* Material provided *
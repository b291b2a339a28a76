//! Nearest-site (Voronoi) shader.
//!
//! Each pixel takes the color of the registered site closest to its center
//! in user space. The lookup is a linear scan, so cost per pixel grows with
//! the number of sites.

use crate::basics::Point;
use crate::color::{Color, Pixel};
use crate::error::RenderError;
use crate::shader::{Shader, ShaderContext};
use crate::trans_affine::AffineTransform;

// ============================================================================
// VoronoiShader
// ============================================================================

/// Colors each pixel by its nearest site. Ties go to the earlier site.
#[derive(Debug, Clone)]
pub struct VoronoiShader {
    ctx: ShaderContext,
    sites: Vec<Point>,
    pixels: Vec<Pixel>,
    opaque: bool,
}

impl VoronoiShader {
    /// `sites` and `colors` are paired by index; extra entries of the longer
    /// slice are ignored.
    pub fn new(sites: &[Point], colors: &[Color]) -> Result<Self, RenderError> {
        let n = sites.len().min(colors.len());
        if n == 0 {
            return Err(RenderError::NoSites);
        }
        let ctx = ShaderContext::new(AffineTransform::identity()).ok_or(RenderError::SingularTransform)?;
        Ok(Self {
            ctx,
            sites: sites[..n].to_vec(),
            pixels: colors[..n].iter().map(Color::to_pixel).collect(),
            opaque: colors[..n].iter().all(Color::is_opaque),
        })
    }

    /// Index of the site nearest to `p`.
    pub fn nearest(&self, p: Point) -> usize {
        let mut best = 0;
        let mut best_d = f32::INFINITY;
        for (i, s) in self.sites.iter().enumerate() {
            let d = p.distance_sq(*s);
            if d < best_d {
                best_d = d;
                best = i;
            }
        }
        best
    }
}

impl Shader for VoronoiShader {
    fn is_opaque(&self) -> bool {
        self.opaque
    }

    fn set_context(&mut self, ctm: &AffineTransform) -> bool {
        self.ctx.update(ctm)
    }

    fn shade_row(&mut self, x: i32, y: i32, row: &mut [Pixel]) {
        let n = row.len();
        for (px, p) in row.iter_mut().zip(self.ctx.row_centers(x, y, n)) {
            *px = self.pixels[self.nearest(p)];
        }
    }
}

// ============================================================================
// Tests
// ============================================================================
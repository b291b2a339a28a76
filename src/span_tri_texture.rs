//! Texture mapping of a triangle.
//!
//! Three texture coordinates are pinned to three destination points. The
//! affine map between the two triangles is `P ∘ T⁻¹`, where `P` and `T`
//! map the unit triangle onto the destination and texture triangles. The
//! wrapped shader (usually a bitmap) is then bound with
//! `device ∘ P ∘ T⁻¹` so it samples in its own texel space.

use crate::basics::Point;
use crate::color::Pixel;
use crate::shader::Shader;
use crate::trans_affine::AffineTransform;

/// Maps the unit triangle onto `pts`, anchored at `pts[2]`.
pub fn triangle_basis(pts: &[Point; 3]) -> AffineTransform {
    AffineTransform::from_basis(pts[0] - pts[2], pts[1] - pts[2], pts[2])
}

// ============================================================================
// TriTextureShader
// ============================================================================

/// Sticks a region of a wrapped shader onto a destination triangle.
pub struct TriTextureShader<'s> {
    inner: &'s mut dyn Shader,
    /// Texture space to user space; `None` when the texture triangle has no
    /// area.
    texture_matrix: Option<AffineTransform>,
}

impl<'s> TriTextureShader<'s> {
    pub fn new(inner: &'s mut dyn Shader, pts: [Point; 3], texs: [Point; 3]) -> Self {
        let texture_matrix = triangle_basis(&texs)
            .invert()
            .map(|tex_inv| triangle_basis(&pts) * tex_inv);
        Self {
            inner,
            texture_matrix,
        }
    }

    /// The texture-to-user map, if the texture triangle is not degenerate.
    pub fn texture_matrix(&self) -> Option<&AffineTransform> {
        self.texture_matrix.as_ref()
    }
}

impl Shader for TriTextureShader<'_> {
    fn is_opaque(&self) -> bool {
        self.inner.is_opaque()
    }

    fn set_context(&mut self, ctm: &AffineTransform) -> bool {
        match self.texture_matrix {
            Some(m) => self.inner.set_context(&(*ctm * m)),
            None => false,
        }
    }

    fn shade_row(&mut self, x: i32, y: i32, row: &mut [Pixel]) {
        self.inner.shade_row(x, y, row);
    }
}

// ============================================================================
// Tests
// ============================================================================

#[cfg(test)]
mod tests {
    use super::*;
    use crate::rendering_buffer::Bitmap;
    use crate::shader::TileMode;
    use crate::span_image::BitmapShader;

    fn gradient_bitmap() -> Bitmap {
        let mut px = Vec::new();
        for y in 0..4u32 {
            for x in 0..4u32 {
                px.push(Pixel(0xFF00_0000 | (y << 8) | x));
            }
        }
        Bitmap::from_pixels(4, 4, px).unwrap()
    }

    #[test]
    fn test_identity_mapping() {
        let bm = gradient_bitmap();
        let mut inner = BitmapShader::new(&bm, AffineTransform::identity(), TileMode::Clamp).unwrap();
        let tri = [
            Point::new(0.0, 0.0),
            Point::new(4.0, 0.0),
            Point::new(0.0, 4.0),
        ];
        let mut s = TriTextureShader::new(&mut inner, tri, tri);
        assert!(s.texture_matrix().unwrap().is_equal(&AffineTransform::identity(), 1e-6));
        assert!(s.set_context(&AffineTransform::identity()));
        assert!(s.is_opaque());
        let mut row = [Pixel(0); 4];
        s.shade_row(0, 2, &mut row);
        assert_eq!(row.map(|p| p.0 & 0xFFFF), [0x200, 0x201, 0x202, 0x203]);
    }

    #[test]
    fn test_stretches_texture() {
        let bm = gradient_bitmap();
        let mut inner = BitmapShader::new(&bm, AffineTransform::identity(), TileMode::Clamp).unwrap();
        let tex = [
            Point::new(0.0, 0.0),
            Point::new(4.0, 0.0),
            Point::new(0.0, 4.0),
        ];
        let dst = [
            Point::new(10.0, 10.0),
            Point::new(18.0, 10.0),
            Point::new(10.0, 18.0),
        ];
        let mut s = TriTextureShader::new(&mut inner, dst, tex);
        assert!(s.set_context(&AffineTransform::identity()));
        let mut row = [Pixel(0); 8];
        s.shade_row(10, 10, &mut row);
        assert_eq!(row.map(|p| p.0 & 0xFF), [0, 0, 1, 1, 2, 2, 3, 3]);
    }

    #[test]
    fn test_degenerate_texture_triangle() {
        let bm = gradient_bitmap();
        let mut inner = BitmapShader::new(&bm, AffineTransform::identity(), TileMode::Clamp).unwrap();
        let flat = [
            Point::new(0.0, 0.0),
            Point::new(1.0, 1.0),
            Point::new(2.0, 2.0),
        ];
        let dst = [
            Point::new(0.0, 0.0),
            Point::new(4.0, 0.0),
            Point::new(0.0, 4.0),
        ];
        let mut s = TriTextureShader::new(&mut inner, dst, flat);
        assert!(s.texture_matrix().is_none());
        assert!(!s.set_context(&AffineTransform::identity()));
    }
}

* What is being asked *
Beginning at the top of the records above, transcribe each line exactly up to and including the line that holds "use crate::error::RenderError;".

* Answer to the exercise *
repository b291b2a339a28a76
//! Nearest-site (Voronoi) shader.
//!
//! Each pixel takes the color of the registered site closest to its center
//! in user space. The lookup is a linear scan, so cost per pixel grows with
//! the number of sites.

use crate::basics::Point;
use crate::color::{Color, Pixel};
use crate::error::RenderError;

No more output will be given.